Thats bout all ive ever caught that was worth rememberin i think??? - bassboy


----------



## Kajun (Jul 13, 2003)

65lb dogtoothed tuna


----------



## Guees Who (Oct 26, 2003)

Man those are some goodins' especially those hardheads.


----------



## inawe (May 24, 2003)

3 - 5 # weakies ", does a 60# cooler of spot n croaker count  4 # toad fish ", 35 # skate ", sea turtle , cut the line n letm go ", n the 1 that gotta way


----------



## Cdog (Mar 18, 2002)

*This year?*

2# Blue
4# Black Drum
4# Red Drum
14.5" Gray Trout.

This yr has [email protected] for me!


----------



## 1mocast (Jul 11, 2003)

*I plead the 5th*

In order to save face, I refuse to answer this question based on the fact it may be held against me


----------



## Wilber (May 20, 2003)

*Good Question*

From the Pier and Surf;
Sea Mullet 2.4lbs.
Blue 14lb.
Speck 5lb.
Flounder 19 inches
Striper 28lb.
Black Drum 7lb.
Red Drum 44 inches Release
Pompano 3.2lb.
Cobia 34lb.
Most little Puppy Drum in one day 48

Boat;
Red drum 55 inches.
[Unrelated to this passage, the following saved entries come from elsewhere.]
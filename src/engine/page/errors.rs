use thiserror::Error;

#[derive(Debug, Error)]
pub enum PageError {
    #[error("Buffer allocator exhausted: requested {requested} bytes with {in_use} in use (limit {limit})")]
    Exhausted {
        requested: usize,
        in_use: usize,
        limit: usize,
    },

    #[error("Page builder has no open page")]
    Closed,

    #[error("Corrupt page: {0}")]
    Corrupt(String),

    #[error("Dictionary entry is not valid UTF-8: {0}")]
    Utf8(#[from] std::string::FromUtf8Error),
}
use tracing::{error, info, warn};

use crate::shared::config::TaskReport;

use super::errors::select_representative;
use super::{
    ExecSession, ExecutionError, ExecutionPlan, ExecutionResult, PartialExecution,
    PartitionOutcome, Pipeline, ResumeState, TransactionProtocol,
};

const LOG_TARGET: &str = "engine::exec::local";

/// Runs every partition of a pipeline inside this process.
#[derive(Debug, Clone)]
pub struct LocalExecutor {
    session: ExecSession,
}

impl LocalExecutor {
    pub fn new(session: ExecSession) -> Self {
        Self { session }
    }

    pub fn from_global() -> Self {
        Self::new(ExecSession::from_global())
    }

    pub fn session(&self) -> &ExecSession {
        &self.session
    }

    pub async fn run(&self, pipeline: &Pipeline) -> Result<ExecutionResult, ExecutionError> {
        let mut protocol = TransactionProtocol::new(pipeline, self.session.clone());

        let input = protocol.negotiate_input()?;
        let filters = protocol.negotiate_filters(&input.schema)?;
        let executor_schema = filters.output_schema(&input.schema).clone();
        let output_task = protocol.negotiate_output(&executor_schema, input.task_count)?;

        let plan = ExecutionPlan {
            input_task: input.task,
            input_schema: input.schema,
            filters,
            output_task,
            executor_schema,
            task_count: input.task_count,
        };
        let task_count = plan.task_count;
        self.execute(protocol, plan, vec![None; task_count], vec![None; task_count])
            .await
    }

    /// Re-runs the partitions of `state` that have not committed, skipping
    /// negotiation, and merges them with the reports committed earlier.
    pub async fn resume(
        &self,
        pipeline: &Pipeline,
        state: &ResumeState,
    ) -> Result<ExecutionResult, ExecutionError> {
        let mut protocol = TransactionProtocol::new(pipeline, self.session.clone());
        let plan = protocol.resume_plan(state)?;
        self.execute(
            protocol,
            plan,
            state.input_reports.clone(),
            state.output_reports.clone(),
        )
        .await
    }

    async fn execute(
        &self,
        mut protocol: TransactionProtocol<'_>,
        plan: ExecutionPlan,
        mut input_reports: Vec<Option<TaskReport>>,
        mut output_reports: Vec<Option<TaskReport>>,
    ) -> Result<ExecutionResult, ExecutionError> {
        let pending: Vec<usize> = (0..plan.task_count)
            .filter(|&i| input_reports[i].is_none() || output_reports[i].is_none())
            .collect();
        let runs = protocol.run_partitions(&plan, &pending).await;

        let mut aborted = Vec::new();
        let mut failures = Vec::new();
        for run in runs {
            let partition = run.partition;
            match run.into_result() {
                Ok((input_report, output_report)) => {
                    input_reports[partition] = Some(input_report);
                    output_reports[partition] = Some(output_report);
                }
                Err((outcome, partition_failures)) => {
                    input_reports[partition] = None;
                    output_reports[partition] = None;
                    aborted.push(outcome);
                    failures.extend(partition_failures);
                }
            }
        }

        let mut outcomes = Vec::with_capacity(plan.task_count);
        let mut committed_inputs = Vec::new();
        let mut committed_outputs = Vec::new();
        let mut aborted = aborted.into_iter().peekable();
        for partition in 0..plan.task_count {
            match (&input_reports[partition], &output_reports[partition]) {
                (Some(input_report), Some(output_report)) => {
                    committed_inputs.push(input_report.clone());
                    committed_outputs.push(output_report.clone());
                    outcomes.push(PartitionOutcome::committed(
                        partition,
                        input_report.clone(),
                        output_report.clone(),
                    ));
                }
                _ => {
                    if let Some(outcome) = aborted.next_if(|o| o.partition == partition) {
                        outcomes.push(outcome);
                    }
                }
            }
        }

        match select_representative(failures) {
            None => {
                let committed = protocol.commit(&plan, &committed_inputs, &committed_outputs);
                let ignored = protocol.cleanup(&plan, &committed_inputs, &committed_outputs);
                let config_diff = committed?;
                Ok(ExecutionResult::new(config_diff, outcomes, ignored))
            }
            Some((cause, suppressed)) => {
                let ignored_errors =
                    protocol.cleanup(&plan, &committed_inputs, &committed_outputs);

                error!(
                    target: LOG_TARGET,
                    partition = cause.partition,
                    side = %cause.side,
                    error = %cause.error,
                    "Run aborted"
                );
                for failure in &suppressed {
                    warn!(
                        target: LOG_TARGET,
                        partition = failure.partition,
                        side = %failure.side,
                        error = %failure.error,
                        "Suppressed partition failure"
                    );
                }
                info!(
                    target: LOG_TARGET,
                    committed = committed_outputs.len(),
                    task_count = plan.task_count,
                    "Partial result kept for resume"
                );

                let resume_state = plan.to_resume_state(input_reports, output_reports);
                Err(ExecutionError::Partial(Box::new(PartialExecution {
                    cause,
                    suppressed,
                    outcomes,
                    resume_state,
                    ignored_errors,
                })))
            }
        }
    }
}
use crate::engine::exec::ExecSession;
use crate::engine::page::{Page, PageOutput};
use crate::engine::plugin::{OutputPlugin, PluginError, TransactionalPageOutput};
use crate::engine::types::Schema;
use crate::shared::config::{ConfigSource, TaskReport, TaskSource};

/// Discards every page, reporting how many records went by.
#[derive(Debug, Default)]
pub struct NullOutputPlugin;

impl NullOutputPlugin {
    pub fn new() -> Self {
        Self
    }
}

impl OutputPlugin for NullOutputPlugin {
    fn name(&self) -> &str {
        "null"
    }

    fn transaction(
        &self,
        _config: &ConfigSource,
        _schema: &Schema,
        _task_count: usize,
    ) -> Result<TaskSource, PluginError> {
        Ok(TaskSource::new())
    }

    fn resume(
        &self,
        _task: &TaskSource,
        _schema: &Schema,
        _task_count: usize,
    ) -> Result<(), PluginError> {
        Ok(())
    }

    fn open(
        &self,
        _session: &ExecSession,
        _task: &TaskSource,
        _schema: &Schema,
        _task_index: usize,
    ) -> Result<Box<dyn TransactionalPageOutput>, PluginError> {
        Ok(Box::new(NullPageOutput::default()))
    }
}

#[derive(Debug, Default)]
struct NullPageOutput {
    records: u64,
    pages: u64,
}

impl PageOutput for NullPageOutput {
    fn add(&mut self, page: Page) -> Result<(), PluginError> {
        self.records += page.record_count() as u64;
        self.pages += 1;
        Ok(())
    }

    fn finish(&mut self) -> Result<(), PluginError> {
        Ok(())
    }

    fn close(&mut self) {}
}

impl TransactionalPageOutput for NullPageOutput {
    fn abort(&mut self) {}

    fn commit(&mut self) -> Result<TaskReport, PluginError> {
        let mut report = TaskReport::new();
        report.set("records", self.records)?.set("pages", self.pages)?;
        Ok(report)
    }
}
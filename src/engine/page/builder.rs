use std::sync::Arc;

use indexmap::IndexSet;
use tracing::debug;

use crate::engine::plugin::PluginError;
use crate::engine::types::{Schema, Timestamp, TypeError, TypeTag, Value};

use super::{
    BufferAllocator, DICTIONARY_ENTRY_HEADER_SIZE, DICTIONARY_HEADER_SIZE, NullBitmap,
    PAGE_HEADER_SIZE, Page, PageError, PageLayout, PageOutput, RECORD_LENGTH_SIZE,
};

const LOG_TARGET: &str = "engine::page::builder";

/// Columnar encoder writing records straight into pooled pages.
///
/// Set every column of a record (in any order), then call `add_record`.
/// Full pages are emitted to `output`; `finish` or `close` emits the rest.
/// Setters panic on an out-of-range column or a column of another type.
pub struct PageBuilder<O: PageOutput> {
    allocator: Arc<dyn BufferAllocator>,
    page_size: usize,
    layout: PageLayout,
    output: O,
    page: Option<Page>,
    position: usize,
    record_count: usize,
    null_bitmap: Vec<u8>,
    dictionary: IndexSet<String>,
    dictionary_size: usize,
    closed: bool,
}

impl<O: PageOutput> PageBuilder<O> {
    pub fn new(
        allocator: Arc<dyn BufferAllocator>,
        page_size: usize,
        schema: &Schema,
        output: O,
    ) -> Result<Self, PageError> {
        let layout = PageLayout::new(schema);
        let page_size = page_size.max(layout.min_page_size());
        let page = Page::new(allocator.allocate(page_size)?);
        let null_bitmap = vec![0u8; layout.null_bitmap_size()];

        Ok(Self {
            allocator,
            page_size,
            layout,
            output,
            page: Some(page),
            position: PAGE_HEADER_SIZE,
            record_count: 0,
            null_bitmap,
            dictionary: IndexSet::new(),
            dictionary_size: DICTIONARY_HEADER_SIZE,
            closed: false,
        })
    }

    pub fn layout(&self) -> &PageLayout {
        &self.layout
    }

    /// Records buffered in the current, not yet emitted page.
    pub fn pending_records(&self) -> usize {
        self.record_count
    }

    pub fn output(&self) -> &O {
        &self.output
    }

    pub fn set_null(&mut self, column: usize) {
        assert!(
            column < self.layout.column_count(),
            "column index {column} out of range for {} columns",
            self.layout.column_count()
        );
        NullBitmap::set_bit(&mut self.null_bitmap, column);
    }

    pub fn set_boolean(&mut self, column: usize, value: bool) {
        let offset = self.slot(column, TypeTag::Boolean);
        self.page_mut().put_u8(offset, u8::from(value));
    }

    pub fn set_int64(&mut self, column: usize, value: i64) {
        let offset = self.slot(column, TypeTag::Int64);
        self.page_mut().put_i64(offset, value);
    }

    pub fn set_float64(&mut self, column: usize, value: f64) {
        let offset = self.slot(column, TypeTag::Float64);
        self.page_mut().put_f64(offset, value);
    }

    pub fn set_timestamp(&mut self, column: usize, value: Timestamp) {
        let offset = self.slot(column, TypeTag::Timestamp);
        let page = self.page_mut();
        page.put_i64(offset, value.seconds());
        page.put_u32(offset + 8, value.nanos());
    }

    pub fn set_string(&mut self, column: usize, value: &str) {
        let offset = self.slot(column, TypeTag::String);
        let index = self.intern(value);
        self.page_mut().put_u32(offset, index);
    }

    /// Tolerates upstream writers that hand over a missing string.
    pub fn set_string_or_null(&mut self, column: usize, value: Option<&str>) {
        match value {
            Some(value) => self.set_string(column, value),
            None => self.set_null(column),
        }
    }

    pub fn set_value(&mut self, column: usize, value: &Value) -> Result<(), TypeError> {
        self.layout.column_type(column).write_value(self, column, value)
    }

    /// Seals the current record and flushes the page when another full
    /// record plus the dictionary would no longer fit.
    pub fn add_record(&mut self) -> Result<(), PluginError> {
        let record_size = self.layout.fixed_record_size();
        let position = self.position;
        let Some(page) = self.page.as_mut() else {
            panic!("PageBuilder used after close");
        };
        page.put_u32(position, record_size as u32);
        page.put_bytes(position + RECORD_LENGTH_SIZE, &self.null_bitmap);
        let capacity = page.capacity();

        self.position += record_size;
        self.record_count += 1;
        self.null_bitmap.fill(0);

        if capacity.saturating_sub(self.position) < record_size + self.dictionary_size {
            self.flush()?;
        }
        Ok(())
    }

    /// Emits the current page if it holds any record and starts a new one.
    pub fn flush(&mut self) -> Result<(), PluginError> {
        if self.record_count == 0 {
            return Ok(());
        }
        let page = self.seal_page()?;
        self.output.add(page)?;
        self.page = Some(Page::new(self.allocator.allocate(self.page_size)?));
        Ok(())
    }

    /// Flushes and tells the output no more pages follow.
    pub fn finish(&mut self) -> Result<(), PluginError> {
        self.flush()?;
        self.output.finish()
    }

    /// Emits pending records, releases the page buffer and closes the output.
    /// Calling it again is a no-op.
    pub fn close(&mut self) -> Result<(), PluginError> {
        if self.closed {
            return Ok(());
        }
        self.closed = true;

        let result = if self.record_count > 0 {
            self.seal_page()
                .map_err(PluginError::from)
                .and_then(|page| self.output.add(page))
        } else {
            Ok(())
        };
        self.page = None;
        self.output.close();
        result
    }

    fn page_mut(&mut self) -> &mut Page {
        match self.page.as_mut() {
            Some(page) => page,
            None => panic!("PageBuilder used after close"),
        }
    }

    fn slot(&mut self, column: usize, expected: TypeTag) -> usize {
        let actual = self.layout.column_type(column);
        assert_eq!(
            actual, expected,
            "column {column} holds {actual} values, not {expected}"
        );
        NullBitmap::clear_bit(&mut self.null_bitmap, column);
        self.position + self.layout.column_offset(column)
    }

    fn intern(&mut self, value: &str) -> u32 {
        if let Some(index) = self.dictionary.get_index_of(value) {
            return index as u32;
        }
        self.dictionary_size += DICTIONARY_ENTRY_HEADER_SIZE + value.len();
        let (index, _) = self.dictionary.insert_full(value.to_string());
        index as u32
    }

    /// Writes the header and dictionary, then hands the page out. On error the
    /// page and its pending records stay in place.
    fn seal_page(&mut self) -> Result<Page, PageError> {
        let end = self.position + self.dictionary_size;
        let Some(page) = self.page.as_mut() else {
            return Err(PageError::Closed);
        };
        if end > page.capacity() {
            // Strings interned by the last record may not fit the reserve.
            page.grow(self.allocator.as_ref(), self.position, end)?;
        }

        let mut offset = self.position;
        page.put_u32(offset, self.dictionary.len() as u32);
        offset += DICTIONARY_HEADER_SIZE;
        for entry in &self.dictionary {
            page.put_u32(offset, entry.len() as u32);
            offset += DICTIONARY_ENTRY_HEADER_SIZE;
            page.put_bytes(offset, entry.as_bytes());
            offset += entry.len();
        }
        page.seal(offset, self.record_count);

        debug!(
            target: LOG_TARGET,
            records = self.record_count,
            strings = self.dictionary.len(),
            bytes = offset,
            "Sealed page"
        );

        self.position = PAGE_HEADER_SIZE;
        self.record_count = 0;
        self.dictionary.clear();
        self.dictionary_size = DICTIONARY_HEADER_SIZE;
        self.page.take().ok_or(PageError::Closed)
    }
}
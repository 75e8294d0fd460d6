use std::fmt;

use thiserror::Error;

use crate::engine::plugin::PluginError;

use super::{PartitionOutcome, ResumeState, TransactionStage};

#[derive(Debug, Clone, Copy, PartialEq, Eq, Hash, serde::Serialize, serde::Deserialize)]
#[serde(rename_all = "snake_case")]
pub enum PartitionSide {
    Input,
    Output,
}

impl fmt::Display for PartitionSide {
    fn fmt(&self, f: &mut fmt::Formatter<'_>) -> fmt::Result {
        match self {
            PartitionSide::Input => f.write_str("input"),
            PartitionSide::Output => f.write_str("output"),
        }
    }
}

/// One side of one partition raised.
#[derive(Debug, Error)]
#[error("Partition {partition} {side} failed: {error}")]
pub struct PartitionFailure {
    pub partition: usize,
    pub side: PartitionSide,
    #[source]
    pub error: PluginError,
}

impl PartitionFailure {
    pub fn new(partition: usize, side: PartitionSide, error: PluginError) -> Self {
        Self {
            partition,
            side,
            error,
        }
    }

    pub fn is_channel_closed(&self) -> bool {
        self.error.is_channel_closed()
    }
}

/// A run where at least one partition aborted.
#[derive(Debug)]
pub struct PartialExecution {
    /// Representative failure.
    pub cause: PartitionFailure,
    /// Every other failure of the run.
    pub suppressed: Vec<PartitionFailure>,
    pub outcomes: Vec<PartitionOutcome>,
    /// Persist this to retry only the aborted partitions.
    pub resume_state: ResumeState,
    /// Cleanup failures; logged, never raised.
    pub ignored_errors: Vec<String>,
}

impl PartialExecution {
    pub fn committed_partitions(&self) -> Vec<usize> {
        self.outcomes
            .iter()
            .filter(|o| o.is_committed())
            .map(|o| o.partition)
            .collect()
    }

    pub fn aborted_partitions(&self) -> Vec<usize> {
        self.outcomes
            .iter()
            .filter(|o| !o.is_committed())
            .map(|o| o.partition)
            .collect()
    }
}

impl fmt::Display for PartialExecution {
    fn fmt(&self, f: &mut fmt::Formatter<'_>) -> fmt::Result {
        write!(
            f,
            "{} of {} partitions aborted: {}",
            self.aborted_partitions().len(),
            self.outcomes.len(),
            self.cause
        )?;
        if !self.suppressed.is_empty() {
            write!(f, " ({} suppressed)", self.suppressed.len())?;
        }
        Ok(())
    }
}

#[derive(Debug, Error)]
pub enum ExecutionError {
    /// Raised outside of the partitions; nothing was run, or a run finished
    /// but could not be committed.
    #[error("Transaction failed at {stage}: {source}")]
    Transaction {
        stage: TransactionStage,
        #[source]
        source: PluginError,
    },

    #[error("{0}")]
    Partial(Box<PartialExecution>),
}

impl ExecutionError {
    pub fn transaction(stage: TransactionStage, source: PluginError) -> Self {
        ExecutionError::Transaction { stage, source }
    }

    pub fn as_partial(&self) -> Option<&PartialExecution> {
        match self {
            ExecutionError::Partial(partial) => Some(partial),
            ExecutionError::Transaction { .. } => None,
        }
    }
}

/// Picks the failure to surface: the first one that is not a channel
/// teardown, else the first one. `failures` must be ordered by partition,
/// input before output. Everything else is returned as suppressed.
pub fn select_representative(
    mut failures: Vec<PartitionFailure>,
) -> Option<(PartitionFailure, Vec<PartitionFailure>)> {
    let position = representative_index(&failures)?;
    let cause = failures.remove(position);
    Some((cause, failures))
}

pub(super) fn representative_index(failures: &[PartitionFailure]) -> Option<usize> {
    if failures.is_empty() {
        return None;
    }
    Some(
        failures
            .iter()
            .position(|f| !f.is_channel_closed())
            .unwrap_or(0),
    )
}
Release
Flounder 7.6lb.
Striper 48lb.
Blue 19lb.
Blue Marlin 450lb.(1) Release
White Marlin (16) Release
Sail Fish (9) Release
Tuna Yellow Fin 98lb.
Tuna Blue Fin 350 Release
Wahoo 68lb.
Dolphin 52lb.
Amber Jack 78lb. Release (hand held scales)
Grouper Snowy 26lb.
Tile Fish 9lb.
King Mack 49lb.
Spanish 7lb.
Cobia 78lb.
Croaker 4.5lb.
Gray Trout 13.8lb.
Tarpon Est. 80lb. Release
Sea Bass 5.8lb.
Shark Hammerhead Pretty dang huge


----------



## Anthony (Jul 3, 2002)

*this year*

blue: 10lb (boat)
grey trout: 14 inches
spot: 1 lb
croaker: 17 inches
perch: 12 inches
striper: 15 lbs
seabass: 3lb (boat)
catfish: 4lb
spotted sea trout: 5 inches
tautog: 9 1/2 lbs (boat) (biggest tog ever)
flounder: 15 inches
I think that's all that I can remember.
-Anthony


----------



## Zigh (May 2, 2002)

*nice lists guys*

....and Wilber, those are some nice fish you've managed over the year's. Keep it up!!!

Zigh
><((((*>


----------



## Drumcatcher (Feb 8, 2003)

Blue Fish - 19 "

Red Drum - 18.5 "

S. trout - 15 "

Striped Bass - 21 "

Flounder - 19.5 "

Spot - 1 lb

Croaker - 2 lbs

Sting ray - 25 lbs


----------



## Wilber (May 20, 2003)

*Thanks Zigh*

That represents 26 years of angling and about $200,000 hard earned bucks. Well worth it thought.


----------



## PlankCaster (Oct 22, 2001)

What about an estimated 30lb skate? Caught down on the Rappahannock this summer on 15 lb test mind you! Mostly just pansfish otherwise and never have the opportunity to weight them but I do know my biggest croaker was 2lbs 12 oz
Tight lines and poped riggers


----------



## ShoreFisherman (Oct 18, 2003)

hmmmm 

5 redfish in the 50"
1 redfish 64"
1 blacktip shark 5' 2"
speckeled trout 6 lbs
blue cat 35#

who knows how many redfish over 28"
and the same for speckled trout over 3#
2# sheeps head

don't even remember what else..


----------



## baddogg3521 (Aug 26, 2003)

i have lost more big fish then i have landed. but my biggest this year was a 6lb puppy. and one day out at seagull i landed about 20 croakers over 1.5lbs. that was a great day. not to many like that this year.

dan lee

fish til it hurts


----------



## Smoker (Mar 19, 2002)

The world record red drum was 59" sure would like to see a picture of the 64" that was listed above


----------



## JUMA (Oct 8, 2003)

Spot: 17oz
Black Drum: 48 inches 
Flounder: 8.1lbs
Amberjack: 64 inches
Bue fish: 5ilbs
Black Sewa bass: 3lbs
Tog: 5lbs
Croaker;2.5lbs

No Red Fish or Striper yet this year!!!


----------



## ShoreFisherman (Oct 18, 2003)

59"? for redfish? I can show you a boat launch/bait shop in port oconner texas, where you cant even get your picture on the wall unless it is 50" or better and that wall has more pix of redfish than I have ever caught, much less know people who have caught that many or seen that many.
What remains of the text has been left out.